• **WORK REQUIRED**
Nothing but the line with "DrawFlags::evaluate(self.earlier_positions(), &self.position)" and the lines after it should appear, each retyped exactly as in the listing.

• **DATA FOR PROCESSING**
=====

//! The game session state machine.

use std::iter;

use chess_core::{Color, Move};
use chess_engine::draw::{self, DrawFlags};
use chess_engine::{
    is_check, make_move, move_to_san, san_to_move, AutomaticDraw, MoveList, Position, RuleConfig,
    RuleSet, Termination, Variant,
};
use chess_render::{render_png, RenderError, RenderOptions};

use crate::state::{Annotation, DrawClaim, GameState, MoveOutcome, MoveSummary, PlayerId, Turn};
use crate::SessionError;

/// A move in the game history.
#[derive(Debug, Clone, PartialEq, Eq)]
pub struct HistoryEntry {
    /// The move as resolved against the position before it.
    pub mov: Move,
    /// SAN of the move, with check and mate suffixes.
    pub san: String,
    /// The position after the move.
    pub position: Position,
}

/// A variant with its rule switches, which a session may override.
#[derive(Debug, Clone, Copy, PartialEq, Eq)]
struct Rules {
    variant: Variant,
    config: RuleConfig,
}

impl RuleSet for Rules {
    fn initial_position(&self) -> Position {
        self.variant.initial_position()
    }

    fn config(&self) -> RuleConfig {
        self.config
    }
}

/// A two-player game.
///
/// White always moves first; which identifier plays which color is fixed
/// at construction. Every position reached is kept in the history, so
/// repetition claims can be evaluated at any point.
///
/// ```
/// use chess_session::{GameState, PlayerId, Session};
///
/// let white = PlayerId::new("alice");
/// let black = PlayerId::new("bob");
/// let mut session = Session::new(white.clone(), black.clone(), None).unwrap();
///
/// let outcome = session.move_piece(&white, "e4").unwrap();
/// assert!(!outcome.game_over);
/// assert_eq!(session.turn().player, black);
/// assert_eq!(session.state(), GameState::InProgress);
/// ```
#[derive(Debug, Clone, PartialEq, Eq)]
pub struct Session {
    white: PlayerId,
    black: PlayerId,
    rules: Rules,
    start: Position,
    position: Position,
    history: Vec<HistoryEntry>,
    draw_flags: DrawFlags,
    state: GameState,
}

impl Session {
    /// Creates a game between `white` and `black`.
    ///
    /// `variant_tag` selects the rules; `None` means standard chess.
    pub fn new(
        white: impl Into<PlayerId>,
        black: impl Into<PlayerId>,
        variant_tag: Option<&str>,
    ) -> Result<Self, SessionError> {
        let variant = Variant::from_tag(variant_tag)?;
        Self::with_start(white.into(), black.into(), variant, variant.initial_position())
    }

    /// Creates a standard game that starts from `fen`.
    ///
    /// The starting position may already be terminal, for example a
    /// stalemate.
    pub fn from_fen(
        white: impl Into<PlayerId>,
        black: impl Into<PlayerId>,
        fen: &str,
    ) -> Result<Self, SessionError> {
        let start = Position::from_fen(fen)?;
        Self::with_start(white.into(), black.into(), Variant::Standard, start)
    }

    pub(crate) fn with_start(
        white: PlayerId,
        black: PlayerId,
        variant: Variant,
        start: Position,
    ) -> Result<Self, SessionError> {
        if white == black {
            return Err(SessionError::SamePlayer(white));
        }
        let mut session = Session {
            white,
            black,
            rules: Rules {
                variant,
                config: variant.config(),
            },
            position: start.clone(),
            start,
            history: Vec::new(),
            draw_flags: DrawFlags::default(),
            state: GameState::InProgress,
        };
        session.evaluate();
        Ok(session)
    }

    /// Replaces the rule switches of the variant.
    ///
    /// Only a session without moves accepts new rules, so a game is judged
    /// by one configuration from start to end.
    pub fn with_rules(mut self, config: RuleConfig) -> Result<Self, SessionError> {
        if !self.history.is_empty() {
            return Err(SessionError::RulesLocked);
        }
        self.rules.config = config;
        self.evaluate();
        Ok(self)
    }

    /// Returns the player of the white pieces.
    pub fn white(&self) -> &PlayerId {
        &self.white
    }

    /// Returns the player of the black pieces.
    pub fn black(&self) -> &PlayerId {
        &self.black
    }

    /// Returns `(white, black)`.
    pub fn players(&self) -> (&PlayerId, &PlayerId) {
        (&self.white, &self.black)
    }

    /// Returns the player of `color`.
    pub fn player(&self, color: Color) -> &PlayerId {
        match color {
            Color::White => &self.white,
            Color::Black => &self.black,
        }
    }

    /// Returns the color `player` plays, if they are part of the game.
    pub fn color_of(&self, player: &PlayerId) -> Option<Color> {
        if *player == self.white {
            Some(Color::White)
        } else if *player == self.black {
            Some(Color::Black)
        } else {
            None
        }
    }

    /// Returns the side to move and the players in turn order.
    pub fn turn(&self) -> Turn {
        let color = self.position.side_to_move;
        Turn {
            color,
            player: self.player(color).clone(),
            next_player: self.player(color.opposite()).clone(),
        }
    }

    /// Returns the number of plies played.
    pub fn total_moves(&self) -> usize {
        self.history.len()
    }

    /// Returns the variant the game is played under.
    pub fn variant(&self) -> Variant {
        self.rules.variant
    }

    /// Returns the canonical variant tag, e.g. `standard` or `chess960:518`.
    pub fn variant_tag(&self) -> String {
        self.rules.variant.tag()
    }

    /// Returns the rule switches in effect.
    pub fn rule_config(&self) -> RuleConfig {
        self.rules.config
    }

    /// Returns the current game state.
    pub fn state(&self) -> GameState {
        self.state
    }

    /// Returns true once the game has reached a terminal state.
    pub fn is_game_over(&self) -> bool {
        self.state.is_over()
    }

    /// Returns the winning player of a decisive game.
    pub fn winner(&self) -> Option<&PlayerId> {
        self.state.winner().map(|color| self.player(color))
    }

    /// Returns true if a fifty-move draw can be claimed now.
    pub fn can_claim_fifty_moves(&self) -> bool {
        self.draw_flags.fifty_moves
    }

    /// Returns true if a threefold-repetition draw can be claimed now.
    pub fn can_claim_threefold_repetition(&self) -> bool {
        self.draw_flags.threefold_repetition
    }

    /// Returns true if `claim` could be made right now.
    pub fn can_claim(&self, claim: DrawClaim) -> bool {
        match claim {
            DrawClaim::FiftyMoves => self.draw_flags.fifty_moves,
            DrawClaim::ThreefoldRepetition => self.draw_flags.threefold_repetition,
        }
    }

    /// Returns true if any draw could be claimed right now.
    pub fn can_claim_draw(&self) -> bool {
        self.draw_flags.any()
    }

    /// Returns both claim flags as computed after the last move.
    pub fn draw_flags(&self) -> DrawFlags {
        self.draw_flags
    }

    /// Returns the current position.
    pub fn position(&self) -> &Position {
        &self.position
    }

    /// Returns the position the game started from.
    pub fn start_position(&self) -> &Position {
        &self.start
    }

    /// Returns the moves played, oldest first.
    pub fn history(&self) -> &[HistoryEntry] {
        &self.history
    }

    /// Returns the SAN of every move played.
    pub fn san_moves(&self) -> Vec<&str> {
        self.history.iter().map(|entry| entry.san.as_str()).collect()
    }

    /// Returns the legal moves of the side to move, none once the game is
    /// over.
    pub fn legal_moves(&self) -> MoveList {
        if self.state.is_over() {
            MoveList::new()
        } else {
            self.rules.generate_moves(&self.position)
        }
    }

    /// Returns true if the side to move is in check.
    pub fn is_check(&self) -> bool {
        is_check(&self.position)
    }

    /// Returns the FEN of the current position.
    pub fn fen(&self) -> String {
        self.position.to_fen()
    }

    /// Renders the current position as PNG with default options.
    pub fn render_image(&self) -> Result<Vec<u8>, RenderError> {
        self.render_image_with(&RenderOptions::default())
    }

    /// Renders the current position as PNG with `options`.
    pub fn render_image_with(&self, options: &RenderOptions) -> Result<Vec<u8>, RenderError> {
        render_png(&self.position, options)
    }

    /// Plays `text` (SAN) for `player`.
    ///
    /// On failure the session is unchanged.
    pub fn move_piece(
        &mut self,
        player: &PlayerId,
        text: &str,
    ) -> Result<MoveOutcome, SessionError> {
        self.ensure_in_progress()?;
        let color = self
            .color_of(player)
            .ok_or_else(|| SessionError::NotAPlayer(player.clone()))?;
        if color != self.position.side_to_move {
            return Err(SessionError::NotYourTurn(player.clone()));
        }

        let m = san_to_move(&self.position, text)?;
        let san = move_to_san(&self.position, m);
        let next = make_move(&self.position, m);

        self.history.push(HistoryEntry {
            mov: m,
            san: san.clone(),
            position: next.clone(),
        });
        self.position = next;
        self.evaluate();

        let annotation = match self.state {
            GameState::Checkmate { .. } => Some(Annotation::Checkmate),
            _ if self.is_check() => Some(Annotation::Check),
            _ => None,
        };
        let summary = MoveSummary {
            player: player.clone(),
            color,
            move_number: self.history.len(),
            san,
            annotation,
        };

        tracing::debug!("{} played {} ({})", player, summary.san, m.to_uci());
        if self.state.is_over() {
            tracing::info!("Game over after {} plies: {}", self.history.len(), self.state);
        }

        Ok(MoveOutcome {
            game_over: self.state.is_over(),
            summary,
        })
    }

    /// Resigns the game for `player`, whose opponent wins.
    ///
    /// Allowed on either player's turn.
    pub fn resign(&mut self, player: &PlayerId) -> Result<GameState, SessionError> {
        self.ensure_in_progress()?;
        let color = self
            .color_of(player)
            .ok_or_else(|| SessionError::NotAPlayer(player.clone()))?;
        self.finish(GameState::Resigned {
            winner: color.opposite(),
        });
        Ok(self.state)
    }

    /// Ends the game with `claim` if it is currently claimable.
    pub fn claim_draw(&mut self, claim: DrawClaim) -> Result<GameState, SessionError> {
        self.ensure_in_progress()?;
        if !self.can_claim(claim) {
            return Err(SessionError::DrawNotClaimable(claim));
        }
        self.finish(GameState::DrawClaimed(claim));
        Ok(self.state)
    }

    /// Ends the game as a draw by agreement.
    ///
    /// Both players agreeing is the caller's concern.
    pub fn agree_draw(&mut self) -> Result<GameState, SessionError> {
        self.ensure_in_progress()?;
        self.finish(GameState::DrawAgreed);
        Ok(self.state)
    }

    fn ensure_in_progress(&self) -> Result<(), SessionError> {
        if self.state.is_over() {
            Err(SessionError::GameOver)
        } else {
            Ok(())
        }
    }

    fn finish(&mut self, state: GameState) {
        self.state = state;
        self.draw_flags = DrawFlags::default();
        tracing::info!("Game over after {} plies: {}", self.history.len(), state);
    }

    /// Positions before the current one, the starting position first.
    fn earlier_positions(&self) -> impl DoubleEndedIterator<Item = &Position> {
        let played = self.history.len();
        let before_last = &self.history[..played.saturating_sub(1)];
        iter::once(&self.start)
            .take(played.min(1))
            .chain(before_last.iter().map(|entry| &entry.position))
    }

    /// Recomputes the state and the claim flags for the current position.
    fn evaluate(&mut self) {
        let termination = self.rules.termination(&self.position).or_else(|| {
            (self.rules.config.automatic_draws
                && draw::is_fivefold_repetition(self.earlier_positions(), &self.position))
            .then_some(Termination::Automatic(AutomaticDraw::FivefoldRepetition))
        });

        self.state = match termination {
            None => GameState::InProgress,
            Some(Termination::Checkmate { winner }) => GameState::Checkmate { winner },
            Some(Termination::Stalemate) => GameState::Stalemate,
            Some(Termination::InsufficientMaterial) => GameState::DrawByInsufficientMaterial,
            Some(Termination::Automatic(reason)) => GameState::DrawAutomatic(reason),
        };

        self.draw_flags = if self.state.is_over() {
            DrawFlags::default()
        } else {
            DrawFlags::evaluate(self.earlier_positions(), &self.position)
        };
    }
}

=====

• **SOLUTION**
            DrawFlags::evaluate(self.earlier_positions(), &self.position)
        };
    }
}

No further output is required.